In response to Democratic suggestions that she would vote to strike down the entire law down if one part is found to be unlawful, Barrett said that if a statute can be saved, it is a judge’s duty to do so.
Barrett indicated she favors of a broad reading of the “severability doctrine” in which courts assume that when one provision of a law is unlawful, Congress would want the rest of the statute to remain in place. The Supreme Court has taken such an approach in recent years.
“I think insofar as it tries to effectuate what Congress would have wanted, it’s the court and Congress working hand in hand,” Barrett said of the doctrine.
When judges address the legal question raised in the Obamacare case, the “presumption” is that Congress did not intend the whole statute to fall, Barrett added.
“If I were on the court, and if a case involving the ACA came before me, I would approach it with an open mind,” Barrett told Republican Senator John Cornyn.
Democrats have said Barrett’s confirmation would threaten healthcare for millions of Americans. They also have said the winner of the presidential election should get to fill the court’s vacancy left by the death of liberal Justice Ruth Bader Ginsburg.
Barrett has declined to say whether she would recuse herself from the Obamacare case. Barrett said the case centers on a different legal issue than two previous Supreme Court rulings that upheld Obamacare that she has criticized.
Pressed by Democratic Senator Patrick Leahy on queries regarding Trump and presidential powers, Barrett said no one is above the law but sidestepped a question about whether a president can issue a pardon for himself.
Trump faces a criminal investigation about the conduct of himself and his businesses by a prosecutor in New York City who is seeking his financial records and tax returns. Trump also has issued executive clemency to political allies and friends.
Asked by Leahy whether a president can ignore a Supreme Court order, Barrett noted that the high court does not have enforcement power itself and relies on the other branches of government.
Barrett has sidestepped questions on contentious social issues including abortion, which as a devout Catholic, she personally opposes.
“This is history being made folks,” Senator Lindsey Graham, the chairman of the panel, said. “This is the first time in American history that we’ve nominated a woman who is unashamedly pro-life and embraces her faith without apology, and she’s going to the court. A seat at the table is waiting for you.”

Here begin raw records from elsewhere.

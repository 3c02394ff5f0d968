//! 平台工厂：平台标识 → 适配器

use async_trait::async_trait;
use tracing::debug;

use crate::config::Config;
use crate::error::{Result, ScrapeError};
use crate::models::{Credentials, Problem, ProviderKind};
use crate::providers::{GeeksForGeeksProvider, LeetCodeProvider, ProblemProvider};

/// 所有平台适配器
pub enum ProviderAdapter {
    LeetCode(LeetCodeProvider),
    GeeksForGeeks(GeeksForGeeksProvider),
}

impl ProviderAdapter {
    fn inner(&self) -> &dyn ProblemProvider {
        match self {
            ProviderAdapter::LeetCode(p) => p,
            ProviderAdapter::GeeksForGeeks(p) => p,
        }
    }

    fn inner_mut(&mut self) -> &mut dyn ProblemProvider {
        match self {
            ProviderAdapter::LeetCode(p) => p,
            ProviderAdapter::GeeksForGeeks(p) => p,
        }
    }
}

#[async_trait]
impl ProblemProvider for ProviderAdapter {
    fn kind(&self) -> ProviderKind {
        self.inner().kind()
    }

    async fn login(&mut self, credentials: &Credentials) -> Result<bool> {
        self.inner_mut().login(credentials).await
    }

    async fn scrape_daily_question(&mut self) -> Result<Problem> {
        self.inner_mut().scrape_daily_question().await
    }

    async fn close_browser(&mut self) {
        self.inner_mut().close_browser().await
    }

    fn is_authenticated(&self) -> bool {
        self.inner().is_authenticated()
    }
}

/// 平台工厂，无状态
pub struct ProviderFactory;

impl ProviderFactory {
    pub fn is_supported(provider: &str) -> bool {
        ProviderKind::from_id(provider).is_some()
    }

    /// 使用环境变量中的配置创建适配器
    pub fn create(provider: &str) -> Result<ProviderAdapter> {
        Self::create_with_config(provider, Config::from_env())
    }

    /// 创建适配器，此时不会启动浏览器
    pub fn create_with_config(provider: &str, config: Config) -> Result<ProviderAdapter> {
        let kind = ProviderKind::from_id(provider).ok_or_else(|| ScrapeError::UnsupportedProvider {
            provider: provider.to_string(),
        })?;
        debug!("创建适配器: {}", kind.display_name());

        let adapter = match kind {
            ProviderKind::LeetCode => ProviderAdapter::LeetCode(LeetCodeProvider::new(config)),
            ProviderKind::GeeksForGeeks => {
                ProviderAdapter::GeeksForGeeks(GeeksForGeeksProvider::new(config))
            }
        };
        Ok(adapter)
    }

    /// 所有支持的平台标识
    pub fn list_supported() -> Vec<&'static str> {
        ProviderKind::ALL.iter().map(|kind| kind.id()).collect()
    }
}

Barrett, 48, would be the fifth woman to serve on the court and the second Republican appointee.
Under questioning by Graham, Barrett reiterated her comments from Tuesday that the landmark 1973 Roe v. Wade ruling that recognized a woman’s constitutional right to abortion was not a “super-precedent” that could never potentially be overturned.

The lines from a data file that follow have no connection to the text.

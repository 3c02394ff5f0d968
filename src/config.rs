use std::path::PathBuf;
use std::time::Duration;

/// 显式指定浏览器可执行文件的环境变量
pub const EXECUTABLE_OVERRIDE_VAR: &str = "CHROME_EXECUTABLE_PATH";

/// 存在任意一个即视为运行在 serverless / 受限文件系统环境
pub const SERVERLESS_MARKER_VARS: &[&str] = &["AWS_LAMBDA_FUNCTION_NAME", "VERCEL"];

/// 抓取引擎配置
#[derive(Clone, Debug)]
pub struct Config {
    /// 显式指定的浏览器路径（优先级最高）
    pub chrome_executable: Option<PathBuf>,
    /// 是否运行在 serverless 环境
    pub serverless: bool,
    /// 是否无头运行
    pub headless: bool,
    /// 浏览器启动超时
    pub launch_timeout: Duration,
    /// 单次导航超时
    pub navigation_timeout: Duration,
    /// 单次元素等待超时
    pub element_timeout: Duration,
    /// 瞬时操作的最大尝试次数
    pub max_retries: usize,
    /// 退避基准延迟
    pub retry_base_delay: Duration,
    /// 页面视口 (宽, 高)
    pub viewport: (u32, u32),
    /// 页面 User-Agent
    pub user_agent: String,
}

impl Default for Config {
    fn default() -> Self {
        Self {
            chrome_executable: None,
            serverless: false,
            headless: true,
            launch_timeout: Duration::from_secs(30),
            navigation_timeout: Duration::from_secs(30),
            element_timeout: Duration::from_secs(10),
            max_retries: 3,
            retry_base_delay: Duration::from_millis(1000),
            viewport: (1366, 768),
            user_agent: "Mozilla/5.0 (Windows NT 10.0; Win64; x64) AppleWebKit/537.36 (KHTML, like Gecko) Chrome/124.0.0.0 Safari/537.36".to_string(),
        }
    }
}

impl Config {
    /// 从环境变量加载，仅读取浏览器路径与 serverless 标记
    pub fn from_env() -> Self {
        let default = Self::default();
        Self {
            chrome_executable: std::env::var(EXECUTABLE_OVERRIDE_VAR)
                .ok()
                .map(|v| v.trim().to_string())
                .filter(|v| !v.is_empty())
                .map(PathBuf::from),
            serverless: SERVERLESS_MARKER_VARS
                .iter()
                .any(|var| std::env::var(var).map(|v| !v.is_empty()).unwrap_or(false)),
            ..default
        }
    }
}

#[cfg(test)]
mod tests {
    use super::*;

    #[test]
    fn test_default_config() {
        let config = Config::default();
        assert!(config.headless);
        assert!(config.chrome_executable.is_none());
        assert!(!config.serverless);
        assert_eq!(config.max_retries, 3);
        assert!(config.user_agent.contains("Chrome"));
    }
}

Barrett, a favorite of religious conservatives, told the committee on Tuesday she could set aside her religious beliefs in making judicial decisions.
Although the Supreme Court has for decades opposed having television coverage of its proceedings, Barrett said she had a “open mind” on the issue.

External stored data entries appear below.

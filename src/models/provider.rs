/// 题目平台
#[derive(Debug, Clone, Copy, PartialEq, Eq, Hash, serde::Serialize, serde::Deserialize)]
#[serde(rename_all = "lowercase")]
pub enum ProviderKind {
    /// leetcode.com
    LeetCode,
    /// geeksforgeeks.org
    GeeksForGeeks,
}

impl ProviderKind {
    /// 全部已注册平台
    pub const ALL: [ProviderKind; 2] = [ProviderKind::LeetCode, ProviderKind::GeeksForGeeks];

    /// 平台标识符
    pub fn id(self) -> &'static str {
        match self {
            ProviderKind::LeetCode => "leetcode",
            ProviderKind::GeeksForGeeks => "geeksforgeeks",
        }
    }

    /// 展示名称
    pub fn display_name(self) -> &'static str {
        match self {
            ProviderKind::LeetCode => "LeetCode",
            ProviderKind::GeeksForGeeks => "GeeksforGeeks",
        }
    }

    /// 从标识符解析（忽略大小写，支持 `gfg` 别名）
    pub fn from_id(id: &str) -> Option<Self> {
        match id.trim().to_lowercase().as_str() {
            "leetcode" => Some(ProviderKind::LeetCode),
            "geeksforgeeks" | "gfg" => Some(ProviderKind::GeeksForGeeks),
            _ => None,
        }
    }
}

impl std::fmt::Display for ProviderKind {
    fn fmt(&self, f: &mut std::fmt::Formatter<'_>) -> std::fmt::Result {
        write!(f, "{}", self.id())
    }
}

Barrett would tilt the court even further to the right, giving conservative justices a 6-3 majority. Republicans have a 53-47 Senate majority, making Barrett’s confirmation a virtual certainty. Trump has said he expects the Supreme Court to decide the election’s outcome as he faces Democratic challenger Joe Biden.
The four-day hearing is scheduled to end on Thursday with testimony from outside witnesses, with Republicans already preparing for a committee vote next week and a final vote on the Senate floor before the end of the month. Trump nominated Barrett to a lifetime post on the court on Sept. 26.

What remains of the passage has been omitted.